Top of Available data

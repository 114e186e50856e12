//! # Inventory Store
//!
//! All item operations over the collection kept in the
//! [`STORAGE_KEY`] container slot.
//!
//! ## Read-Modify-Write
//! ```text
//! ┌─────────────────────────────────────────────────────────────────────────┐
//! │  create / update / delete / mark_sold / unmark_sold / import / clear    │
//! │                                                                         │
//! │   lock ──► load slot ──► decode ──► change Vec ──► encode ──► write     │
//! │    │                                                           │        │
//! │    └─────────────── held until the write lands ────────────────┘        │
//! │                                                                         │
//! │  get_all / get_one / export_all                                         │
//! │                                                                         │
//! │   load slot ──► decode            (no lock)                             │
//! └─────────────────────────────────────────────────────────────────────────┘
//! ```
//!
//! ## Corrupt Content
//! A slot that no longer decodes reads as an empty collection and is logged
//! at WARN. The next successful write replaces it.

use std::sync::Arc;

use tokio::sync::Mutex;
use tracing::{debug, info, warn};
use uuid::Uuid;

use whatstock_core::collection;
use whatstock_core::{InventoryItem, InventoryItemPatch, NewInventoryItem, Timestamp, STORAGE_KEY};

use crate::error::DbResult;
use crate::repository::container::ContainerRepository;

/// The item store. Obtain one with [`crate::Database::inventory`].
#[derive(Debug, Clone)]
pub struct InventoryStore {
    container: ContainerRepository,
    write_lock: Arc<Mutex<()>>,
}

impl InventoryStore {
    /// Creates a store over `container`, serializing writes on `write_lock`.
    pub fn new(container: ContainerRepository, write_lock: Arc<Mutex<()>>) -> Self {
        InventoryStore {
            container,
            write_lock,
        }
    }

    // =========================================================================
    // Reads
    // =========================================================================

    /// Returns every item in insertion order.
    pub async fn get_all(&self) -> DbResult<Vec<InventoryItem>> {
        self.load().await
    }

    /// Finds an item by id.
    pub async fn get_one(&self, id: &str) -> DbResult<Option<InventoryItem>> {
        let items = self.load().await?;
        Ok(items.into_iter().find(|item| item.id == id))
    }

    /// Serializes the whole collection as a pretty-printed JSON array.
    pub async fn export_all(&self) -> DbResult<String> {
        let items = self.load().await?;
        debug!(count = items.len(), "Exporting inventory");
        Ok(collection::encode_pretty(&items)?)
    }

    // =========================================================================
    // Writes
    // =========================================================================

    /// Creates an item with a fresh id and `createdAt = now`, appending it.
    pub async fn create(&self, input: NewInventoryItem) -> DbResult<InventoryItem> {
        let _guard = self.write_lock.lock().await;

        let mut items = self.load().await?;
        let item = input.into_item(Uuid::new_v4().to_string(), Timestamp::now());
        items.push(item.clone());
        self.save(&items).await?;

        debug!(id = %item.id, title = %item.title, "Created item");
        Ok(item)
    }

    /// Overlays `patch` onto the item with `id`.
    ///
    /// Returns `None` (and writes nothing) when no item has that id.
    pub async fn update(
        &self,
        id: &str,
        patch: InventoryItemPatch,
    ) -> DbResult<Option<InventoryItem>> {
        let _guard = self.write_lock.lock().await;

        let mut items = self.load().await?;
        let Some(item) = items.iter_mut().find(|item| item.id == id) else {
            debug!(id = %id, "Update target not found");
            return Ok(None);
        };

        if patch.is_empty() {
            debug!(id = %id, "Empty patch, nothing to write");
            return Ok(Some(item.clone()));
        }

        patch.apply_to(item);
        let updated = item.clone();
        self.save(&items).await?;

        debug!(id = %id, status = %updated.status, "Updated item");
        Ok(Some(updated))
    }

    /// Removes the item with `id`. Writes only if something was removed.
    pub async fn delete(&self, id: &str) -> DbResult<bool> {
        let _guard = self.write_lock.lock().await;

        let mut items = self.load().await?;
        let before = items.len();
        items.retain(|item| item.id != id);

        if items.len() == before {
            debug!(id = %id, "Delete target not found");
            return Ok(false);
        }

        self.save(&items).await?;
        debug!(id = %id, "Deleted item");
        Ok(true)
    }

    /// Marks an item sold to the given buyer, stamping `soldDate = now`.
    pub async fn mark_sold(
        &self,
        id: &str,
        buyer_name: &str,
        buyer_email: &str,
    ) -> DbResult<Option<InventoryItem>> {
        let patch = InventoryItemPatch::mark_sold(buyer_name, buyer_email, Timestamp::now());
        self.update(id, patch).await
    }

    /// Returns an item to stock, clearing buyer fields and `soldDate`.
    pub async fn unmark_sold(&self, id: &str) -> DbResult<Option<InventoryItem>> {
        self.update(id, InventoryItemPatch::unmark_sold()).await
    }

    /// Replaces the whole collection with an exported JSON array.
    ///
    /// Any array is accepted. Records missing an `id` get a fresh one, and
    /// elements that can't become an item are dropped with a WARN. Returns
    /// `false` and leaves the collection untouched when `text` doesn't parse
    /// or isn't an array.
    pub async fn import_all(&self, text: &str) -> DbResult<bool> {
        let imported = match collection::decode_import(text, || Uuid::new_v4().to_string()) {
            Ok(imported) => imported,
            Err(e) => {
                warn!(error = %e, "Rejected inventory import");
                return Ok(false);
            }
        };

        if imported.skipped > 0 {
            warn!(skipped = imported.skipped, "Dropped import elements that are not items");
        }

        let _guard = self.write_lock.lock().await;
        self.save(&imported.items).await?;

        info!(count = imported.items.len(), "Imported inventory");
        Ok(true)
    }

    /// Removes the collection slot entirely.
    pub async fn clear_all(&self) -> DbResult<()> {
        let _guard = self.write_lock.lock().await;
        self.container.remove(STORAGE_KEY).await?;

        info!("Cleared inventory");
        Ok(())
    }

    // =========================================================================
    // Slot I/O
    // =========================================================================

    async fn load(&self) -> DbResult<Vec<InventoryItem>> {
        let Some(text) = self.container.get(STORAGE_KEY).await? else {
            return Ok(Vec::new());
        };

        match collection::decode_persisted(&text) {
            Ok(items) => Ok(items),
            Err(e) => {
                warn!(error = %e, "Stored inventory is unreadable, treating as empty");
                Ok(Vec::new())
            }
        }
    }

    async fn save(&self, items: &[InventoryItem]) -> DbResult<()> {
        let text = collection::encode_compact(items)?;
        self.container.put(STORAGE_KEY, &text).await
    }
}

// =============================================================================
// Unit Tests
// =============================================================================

Bottom of Available data

§ Task goal:
Among the entries above, how many lines include the word "ContainerRepository"? Give the number with no comment.

§ Solution to this task:
3